### Problem description
An exact copy of every record is needed.

[Saved data entries]
--
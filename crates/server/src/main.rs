mod auth;
mod bootstrap;
mod chat;
mod health;

use std::time::Duration;

use anyhow::Result;
use tailor_core::config::{AppConfig, LoadOptions};
use tracing::{info, warn};

use crate::chat::ApiState;

fn init_logging(config: &AppConfig) {
    use tailor_core::config::LogFormat::*;
    use tracing::Level;

    let log_level = config.logging.level.parse::<Level>().unwrap_or(Level::INFO);

    match config.logging.format {
        Compact => {
            tracing_subscriber::fmt().with_target(false).with_max_level(log_level).compact().init();
        }
        Pretty => {
            tracing_subscriber::fmt().with_target(false).with_max_level(log_level).pretty().init();
        }
        Json => {
            tracing_subscriber::fmt().with_target(false).with_max_level(log_level).json().init();
        }
    }
}

#[tokio::main]
async fn main() -> Result<()> {
    run().await
}

pub async fn run() -> Result<()> {
    // Load config and initialize logging before any other operations
    let config = AppConfig::load(LoadOptions::default())?;
    init_logging(&config);

    // Now bootstrap using the same config we already loaded
    let app = bootstrap::bootstrap_with_config(config).await?;

    let api = chat::router(
        ApiState { runtime: app.runtime.clone(), store: app.store.clone() },
        app.verifier.clone(),
    );
    let router = health::router(app.db_pool.clone())
        .merge(api)
        .layer(chat::cors_layer(&app.config.server.cors_allowed_origins));

    let address = format!("{}:{}", app.config.server.bind_address, app.config.server.port);
    let listener = tokio::net::TcpListener::bind(&address).await?;
    info!(
        event_name = "system.server.started",
        correlation_id = "bootstrap",
        bind_address = %address,
        "tailor-server listening"
    );

    let grace = Duration::from_secs(app.config.server.graceful_shutdown_secs);
    let (shutdown_tx, shutdown_rx) = tokio::sync::watch::channel(false);
    tokio::spawn(async move {
        if tokio::signal::ctrl_c().await.is_ok() {
            let _ = shutdown_tx.send(true);
        }
    });

    let mut drain_rx = shutdown_rx.clone();
    let mut server_rx = shutdown_rx;
    let server = axum::serve(listener, router).with_graceful_shutdown(async move {
        let _ = server_rx.changed().await;
        info!(
            event_name = "system.server.stopping",
            correlation_id = "shutdown",
            "shutdown signal received, draining in-flight requests"
        );
    });

    tokio::select! {
        result = server => result?,
        _ = async {
            let _ = drain_rx.changed().await;
            tokio::time::sleep(grace).await;
        } => {
            warn!(
                event_name = "system.server.drain_timeout",
                correlation_id = "shutdown",
                grace_secs = grace.as_secs(),
                "grace period elapsed before all requests drained"
            );
        }
    }

    info!(
        event_name = "system.server.stopped",
        correlation_id = "shutdown",
        "tailor-server stopped"
    );
    Ok(())
}
use axum::{extract::State, http::StatusCode, routing::get, Json, Router};
use chrono::Utc;
use serde::Serialize;
use tailor_db::DbPool;

#[derive(Clone)]
pub struct HealthState {
    db_pool: DbPool,
}

#[derive(Clone, Debug, PartialEq, Eq, Serialize)]
pub struct HealthCheck {
    pub status: &'static str,
    pub detail: String,
}

#[derive(Clone, Debug, PartialEq, Eq, Serialize)]
pub struct HealthResponse {
    pub status: &'static str,
    pub service: HealthCheck,
    pub database: HealthCheck,
    pub checked_at: String,
}

/// Unauthenticated readiness probe, merged onto the main listener.
pub fn router(db_pool: DbPool) -> Router {
    Router::new().route("/health", get(health)).with_state(HealthState { db_pool })
}

pub async fn health(State(state): State<HealthState>) -> (StatusCode, Json<HealthResponse>) {
    let database = database_check(&state.db_pool).await;
    let ready = database.status == "ready";

    let payload = HealthResponse {
        status: if ready { "ready" } else { "degraded" },
        service: HealthCheck {
            status: "ready",
            detail: "tailor-server runtime initialized".to_string(),
        },
        database,
        checked_at: Utc::now().to_rfc3339(),
    };

    let status_code = if ready { StatusCode::OK } else { StatusCode::SERVICE_UNAVAILABLE };
    (status_code, Json(payload))
}

async fn database_check(pool: &DbPool) -> HealthCheck {
    match sqlx::query_scalar::<_, i64>("SELECT 1").fetch_one(pool).await {
        Ok(_) => HealthCheck { status: "ready", detail: "database query succeeded".to_string() },
        Err(error) => {
            HealthCheck { status: "degraded", detail: format!("database query failed: {error}") }
        }
    }
}
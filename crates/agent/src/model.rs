use async_trait::async_trait;
use thiserror::Error;

use tailor_core::domain::command::ProfileCommand;

use crate::tools::ToolCallError;

#[derive(Debug, Error)]
pub enum LlmError {
    #[error("transport error: {0}")]
    Http(#[from] reqwest::Error),
    #[error("api error (status {status}): {detail}")]
    Api { status: u16, detail: String },
    #[error("malformed model response: {0}")]
    MalformedResponse(String),
}

impl LlmError {
    pub fn is_retryable(&self) -> bool {
        match self {
            Self::Http(_) => true,
            Self::Api { status, .. } => *status == 429 || *status >= 500,
            Self::MalformedResponse(_) => false,
        }
    }
}

/// One entry in the conversation transcript sent to the model. Kept in terms
/// of [`ProfileCommand`] so the runtime never sees provider wire formats.
#[derive(Clone, Debug)]
pub enum AgentMessage {
    System(String),
    User(String),
    Assistant { reply: Option<String>, commands: Vec<CommandCall> },
    CommandResult { call_id: String, output: String },
}

/// A tool call as the model issued it. The raw name and arguments are kept so
/// the call can be echoed back into the transcript; `parsed` holds the decode
/// result the runtime acts on.
#[derive(Clone, Debug)]
pub struct CommandCall {
    pub call_id: String,
    pub tool_name: String,
    pub arguments: String,
    pub parsed: Result<ProfileCommand, ToolCallError>,
}

/// What the model produced for one round: optional text, plus any commands.
#[derive(Clone, Debug, Default)]
pub struct AgentTurn {
    pub reply: Option<String>,
    pub commands: Vec<CommandCall>,
}

#[async_trait]
pub trait ChatModel: Send + Sync {
    async fn converse(&self, transcript: &[AgentMessage]) -> Result<AgentTurn, LlmError>;
}
#[tokio::test]
async fn test_zip_validate_keeps_mapping_when_territory_api_fails() {
    let server = MockServer::start();
    let mock = server.mock(|when, then| {
        when.method(GET).path("/territory");
        then.status(503);
    });

    let response = get(territory_state(&server), "/api/zip/validate?zip=75802").await;
    assert_eq!(response.status(), StatusCode::OK);
    let json = json_body(response).await;
    mock.assert();
    assert_eq!(json["data"]["source"], "inferred");
    assert_eq!(json["data"]["confidence"], 75);
    assert_eq!(json["data"]["tdsp"], "oncor");
}

#[tokio::test]
async fn test_hsts_header_when_enabled() {
    let mut config = test_config();
    config.security.hsts = true;
    config.security.hsts_max_age_secs = 86_400;
    let state = Arc::new(AppState::new(config, ZipMapper::builtin()));

    let response = get(state, "/api/health").await;
    assert_eq!(
        response.headers()["strict-transport-security"],
        "max-age=86400; includeSubDomains"
    );
}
--
### Task response
filename crates/server/src/main.rs
mod auth;
mod bootstrap;
mod chat;
mod health;

use std::time::Duration;

use anyhow::Result;
use tailor_core::config::{AppConfig, LoadOptions};
use tracing::{info, warn};

use crate::chat::ApiState;

fn init_logging(config: &AppConfig) {
    use tailor_core::config::LogFormat::*;
    use tracing::Level;

    let log_level = config.logging.level.parse::<Level>().unwrap_or(Level::INFO);

    match config.logging.format {
        Compact => {
            tracing_subscriber::fmt().with_target(false).with_max_level(log_level).compact().init();
        }
        Pretty => {
            tracing_subscriber::fmt().with_target(false).with_max_level(log_level).pretty().init();
        }
        Json => {
            tracing_subscriber::fmt().with_target(false).with_max_level(log_level).json().init();
        }
    }
}

#[tokio::main]
async fn main() -> Result<()> {
    run().await
}

pub async fn run() -> Result<()> {
    // Load config and initialize logging before any other operations
    let config = AppConfig::load(LoadOptions::default())?;
    init_logging(&config);

    // Now bootstrap using the same config we already loaded
    let app = bootstrap::bootstrap_with_config(config).await?;

    let api = chat::router(
        ApiState { runtime: app.runtime.clone(), store: app.store.clone() },
        app.verifier.clone(),
    );
    let router = health::router(app.db_pool.clone())
        .merge(api)
        .layer(chat::cors_layer(&app.config.server.cors_allowed_origins));

    let address = format!("{}:{}", app.config.server.bind_address, app.config.server.port);
    let listener = tokio::net::TcpListener::bind(&address).await?;
    info!(
        event_name = "system.server.started",
        correlation_id = "bootstrap",
        bind_address = %address,
        "tailor-server listening"
    );

    let grace = Duration::from_secs(app.config.server.graceful_shutdown_secs);
    let (shutdown_tx, shutdown_rx) = tokio::sync::watch::channel(false);
    tokio::spawn(async move {
        if tokio::signal::ctrl_c().await.is_ok() {
            let _ = shutdown_tx.send(true);
        }
    });

    let mut drain_rx = shutdown_rx.clone();
    let mut server_rx = shutdown_rx;
    let server = axum::serve(listener, router).with_graceful_shutdown(async move {
        let _ = server_rx.changed().await;
        info!(
            event_name = "system.server.stopping",
            correlation_id = "shutdown",
            "shutdown signal received, draining in-flight requests"
        );
    });

    tokio::select! {
        result = server => result?,
        _ = async {
            let _ = drain_rx.changed().await;
            tokio::time::sleep(grace).await;
        } => {
            warn!(
                event_name = "system.server.drain_timeout",
                correlation_id = "shutdown",
                grace_secs = grace.as_secs(),
                "grace period elapsed before all requests drained"
            );
        }
    }

    info!(
        event_name = "system.server.stopped",
        correlation_id = "shutdown",
        "tailor-server stopped"
    );
    Ok(())
}
use axum::{extract::State, http::StatusCode, routing::get, Json, Router};
use chrono::Utc;
use serde::Serialize;
use tailor_db::DbPool;

#[derive(Clone)]
pub struct HealthState {
    db_pool: DbPool,
}

#[derive(Clone, Debug, PartialEq, Eq, Serialize)]
pub struct HealthCheck {
    pub status: &'static str,
    pub detail: String,
}

#[derive(Clone, Debug, PartialEq, Eq, Serialize)]
pub struct HealthResponse {
    pub status: &'static str,
    pub service: HealthCheck,
    pub database: HealthCheck,
    pub checked_at: String,
}

/// Unauthenticated readiness probe, merged onto the main listener.
pub fn router(db_pool: DbPool) -> Router {
    Router::new().route("/health", get(health)).with_state(HealthState { db_pool })
}

pub async fn health(State(state): State<HealthState>) -> (StatusCode, Json<HealthResponse>) {
    let database = database_check(&state.db_pool).await;
    let ready = database.status == "ready";

    let payload = HealthResponse {
        status: if ready { "ready" } else { "degraded" },
        service: HealthCheck {
            status: "ready",
            detail: "tailor-server runtime initialized".to_string(),
        },
        database,
        checked_at: Utc::now().to_rfc3339(),
    };

    let status_code = if ready { StatusCode::OK } else { StatusCode::SERVICE_UNAVAILABLE };
    (status_code, Json(payload))
}

async fn database_check(pool: &DbPool) -> HealthCheck {
    match sqlx::query_scalar::<_, i64>("SELECT 1").fetch_one(pool).await {
        Ok(_) => HealthCheck { status: "ready", detail: "database query succeeded".to_string() },
        Err(error) => {
            HealthCheck { status: "degraded", detail: format!("database query failed: {error}") }
        }
    }
}
filename crates/agent/src/model.rs
use async_trait::async_trait;
use thiserror::Error;

use tailor_core::domain::command::ProfileCommand;

use crate::tools::ToolCallError;

#[derive(Debug, Error)]
pub enum LlmError {
    #[error("transport error: {0}")]
    Http(#[from] reqwest::Error),
    #[error("api error (status {status}): {detail}")]
    Api { status: u16, detail: String },
    #[error("malformed model response: {0}")]
    MalformedResponse(String),
}

impl LlmError {
    pub fn is_retryable(&self) -> bool {
        match self {
            Self::Http(_) => true,
            Self::Api { status, .. } => *status == 429 || *status >= 500,
            Self::MalformedResponse(_) => false,
        }
    }
}

/// One entry in the conversation transcript sent to the model. Kept in terms
/// of [`ProfileCommand`] so the runtime never sees provider wire formats.
#[derive(Clone, Debug)]
pub enum AgentMessage {
    System(String),
    User(String),
    Assistant { reply: Option<String>, commands: Vec<CommandCall> },
    CommandResult { call_id: String, output: String },
}

/// A tool call as the model issued it. The raw name and arguments are kept so
/// the call can be echoed back into the transcript; `parsed` holds the decode
/// result the runtime acts on.
#[derive(Clone, Debug)]
pub struct CommandCall {
    pub call_id: String,
    pub tool_name: String,
    pub arguments: String,
    pub parsed: Result<ProfileCommand, ToolCallError>,
}

/// What the model produced for one round: optional text, plus any commands.
#[derive(Clone, Debug, Default)]
pub struct AgentTurn {
    pub reply: Option<String>,
    pub commands: Vec<CommandCall>,
}

#[async_trait]
pub trait ChatModel: Send + Sync {
    async fn converse(&self, transcript: &[AgentMessage]) -> Result<AgentTurn, LlmError>;
}
#[tokio::test]
async fn test_zip_validate_keeps_mapping_when_territory_api_fails() {
    let server = MockServer::start();
    let mock = server.mock(|when, then| {
        when.method(GET).path("/territory");
        then.status(503);
    });

    let response = get(territory_state(&server), "/api/zip/validate?zip=75802").await;
    assert_eq!(response.status(), StatusCode::OK);
    let json = json_body(response).await;
    mock.assert();
    assert_eq!(json["data"]["source"], "inferred");
    assert_eq!(json["data"]["confidence"], 75);
    assert_eq!(json["data"]["tdsp"], "oncor");
}

#[tokio::test]
async fn test_hsts_header_when_enabled() {
    let mut config = test_config();
    config.security.hsts = true;
    config.security.hsts_max_age_secs = 86_400;
    let state = Arc::new(AppState::new(config, ZipMapper::builtin()));

    let response = get(state, "/api/health").await;
    assert_eq!(
        response.headers()["strict-transport-security"],
        "max-age=86400; includeSubDomains"
    );
}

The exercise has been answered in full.